Une colline qui “remue”
DANS l’ouest irlandais, la forme conique si particulière du Croagh Patrick se détache des montagnes environnantes. Chaque année, le dernier dimanche de juillet, son sommet semble remuer quand, en un pèlerinage annuel, jusqu’à 30 000 personnes — jeunes et vieux — gravissent cette colline de 765 mètres.
Le jour en question, les pèlerins montent et descendent le long d’un sentier étroit, raboteux et parfois dangereux. En fait, les quelque 300 derniers mètres sont extrêmement raides et presque entièrement en éboulis, rendant du coup la montée tant hasardeuse qu’épuisante.
C’est nu-pieds que certains effectueront l’ascension et quelques-uns en accompliront même une partie à genoux. Dans le passé, on commençait la procession de nuit.
Pourquoi le Croagh Patrick est-il si important pour tant de gens?
Un lieu de pèlerinage très ancien
Au tout début du Ve siècle de notre ère, l’Église catholique envoya Patrick, un évêque, comme missionnaire en Irlande. Son principal objectif était de christianiser les Irlandais. Les années passées à œuvrer et à prêcher parmi eux ont valu à Patrick d’être considéré comme le fondateur de l’Église catholique irlandaise.

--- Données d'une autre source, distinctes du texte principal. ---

#![allow(dead_code)]

use parking_lot::Mutex;
use rollout_core::{Host, HostUpgradeState, Role, RolloutConfig};
use rollout_kernel::{AuditLog, HostUpgrader, NodeUpgrader, Orchestrator, OutcomeTable};
use rollout_test_utils::{host_records, FakeControlPlane, FakeRemote, TARGET_VERSION};
use std::collections::HashMap;
use std::sync::Arc;
use uuid::Uuid;

pub const SERVICES: [&str; 4] = ["impala", "hive", "yarn", "hdfs"];

#[derive(Debug, Clone, PartialEq, Eq)]
pub enum Event {
    Launched(String),
    Finished(String, HostUpgradeState),
}

/// Wraps an upgrader and records launches, completions and concurrency
pub struct Recording {
    inner: Arc<dyn HostUpgrader>,
    events: Mutex<Vec<Event>>,
    in_flight: Mutex<HashMap<Role, usize>>,
    peak: Mutex<HashMap<Role, usize>>,
}

impl Recording {
    pub fn wrap(inner: Arc<dyn HostUpgrader>) -> Arc<Self> {
        Arc::new(Self {
            inner,
            events: Mutex::new(Vec::new()),
            in_flight: Mutex::new(HashMap::new()),
            peak: Mutex::new(HashMap::new()),
        })
    }

    pub fn events(&self) -> Vec<Event> {
        self.events.lock().clone()
    }

    pub fn launched(&self) -> Vec<String> {
        self.events()
            .into_iter()
            .filter_map(|e| match e {
                Event::Launched(h) => Some(h),
                Event::Finished(..) => None,
            })
            .collect()
    }

    pub fn peak(&self, role: Role) -> usize {
        self.peak.lock().get(&role).copied().unwrap_or(0)
    }

    fn position(&self, wanted: &Event) -> Option<usize> {
        self.events().iter().position(|e| e == wanted)
    }

    pub fn launch_index(&self, host: &str) -> Option<usize> {
        self.position(&Event::Launched(host.to_string()))
    }

    pub fn finish_index(&self, host: &str) -> Option<usize> {
        self.events()
            .iter()
            .position(|e| matches!(e, Event::Finished(h, _) if h == host))
    }
}

#[async_trait::async_trait]
impl HostUpgrader for Recording {
    async fn upgrade(
        &self,
        host: &Host,
        target_version: &str,
        outcomes: &OutcomeTable,
    ) -> HostUpgradeState {
        self.events.lock().push(Event::Launched(host.hostname.clone()));
        {
            let mut in_flight = self.in_flight.lock();
            let now = in_flight.entry(host.role).or_default();
            *now += 1;
            let mut peak = self.peak.lock();
            let top = peak.entry(host.role).or_default();
            *top = (*top).max(*now);
        }

        let state = self.inner.upgrade(host, target_version, outcomes).await;

        *self.in_flight.lock().entry(host.role).or_default() -= 1;
        self.events
            .lock()
            .push(Event::Finished(host.hostname.clone(), state));
        state
    }
}

pub struct Harness {
    pub control_plane: Arc<FakeControlPlane>,
    pub remote: Arc<FakeRemote>,
    pub recording: Arc<Recording>,
}

impl Harness {
    /// Fleet discovered from the control plane, every host on 7.9
    pub fn new(edges: usize, workers: usize, masters: usize) -> Self {
        let control_plane =
            Arc::new(FakeControlPlane::new(SERVICES).with_hosts(host_records(edges, workers, masters)));
        let remote = Arc::new(FakeRemote::new("7.9", TARGET_VERSION));
        let node = NodeUpgrader::new(
            remote.clone(),
            &RolloutConfig::new(),
            Uuid::nil(),
            Arc::new(AuditLog::new()),
        );
        Self {
            control_plane,
            remote,
            recording: Recording::wrap(Arc::new(node)),
        }
    }

    pub fn orchestrator(&self, config: RolloutConfig) -> Orchestrator {
        Orchestrator::new(config, self.control_plane.clone(), self.remote.clone())
            .with_upgrader(self.recording.clone())
    }
}

pub fn hostnames(prefix: &str, range: std::ops::RangeInclusive<usize>) -> Vec<String> {
    range.map(|i| format!("{prefix}-{i:02}")).collect()
}
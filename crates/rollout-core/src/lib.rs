//! Rollout Core - shared model for rolling fleet upgrades
//!
//! Everything the orchestration kernel and its collaborators agree on:
//! - Hosts, roles and the per-host upgrade state
//! - Validation outcomes and the fleet-level aggregate
//! - Service topology and the upgrade session snapshot
//! - Configuration loaded from TOML
//! - Contracts for the control plane and the remote execution channel
//! - The error taxonomy and bounded retry policy
//!
//! # Example
//!
//! ```rust,ignore
//! use rollout_core::{RolloutConfig, ServiceTopology};
//!
//! let config = RolloutConfig::from_toml_str(r#"target_version = "8.10""#)?;
//! let topology = ServiceTopology::new(vec!["impala".into(), "hdfs".into()]);
//! assert_eq!(topology.start_order(), vec!["hdfs", "impala"]);
//! ```

#![warn(unreachable_pub)]
#![allow(missing_docs)]

// Core modules
pub mod config;
pub mod error;
pub mod interfaces;
pub mod retry;
pub mod types;

// Re-exports for convenience
pub use config::{
    render_command, BatchConfig, ControlPlaneConfig, InventoryConfig, RoleRules, RolloutConfig,
    ServiceConfig, SshConfig, StaticHost, TimeoutConfig, UpgradeCommands, ValidationConfig,
};
pub use error::{
    ConfigError, ControlPlaneError, HaltKind, HostUpgradeError, InventoryError, LifecycleDirection,
    ParseRoleError, PlanError, RemoteError, RolloutError, ServiceLifecycleError,
};
pub use interfaces::{
    CommandOutput, ControlPlane, FleetHealth, HostRecord, RemoteExecutor, ServiceState,
};
pub use retry::{retry_transient, RetryPolicy};
pub use types::{
    CheckOutcome, CheckStatus, Host, HostErrorKind, HostFailure, HostOutcome, HostUpgradeState,
    HostValidation, PhaseName, PhaseRecord, PhaseStatus, Role, ServiceTopology, SessionStatus,
    UpgradeSession, ValidationKind, ValidationReport, VersionCheck,
};

/// Prelude module for common imports
pub mod prelude {
    //! Common imports for working with Rollout Core
    pub use crate::{
        CheckStatus, ControlPlane, Host, HostOutcome, HostUpgradeState, PhaseName, RemoteExecutor,
        Role, RolloutConfig, RolloutError, ServiceTopology, UpgradeSession, ValidationReport,
    };
}

/// Version of this crate
pub const VERSION: &str = env!("CARGO_PKG_VERSION");
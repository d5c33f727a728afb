//! Rollout Connect - concrete collaborators
//!
//! Thin, replaceable implementations of the two contracts the kernel
//! consumes:
//! - [`HttpControlPlane`]: REST client for the cluster manager, with
//!   bounded retry on transient failures
//! - [`SshExecutor`]: remote commands over the system `ssh` binary and
//!   reachability checks over plain TCP

#![warn(unreachable_pub)]
#![allow(missing_docs)]

pub mod http;
pub mod ssh;

pub use http::{Credentials, HttpControlPlane};
pub use ssh::SshExecutor;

Son activité l’amena à effectuer de nombreux déplacements dans tout le pays. Il se rendit notamment dans l’ouest de l’Irlande. D’après certaines sources, il passa 40 jours et 40 nuits au sommet d’une colline, où il jeûna et pria pour le succès de sa mission. On en vint à appeler cette hauteur d’après son nom, le Croagh Patrick (la colline de Patrick).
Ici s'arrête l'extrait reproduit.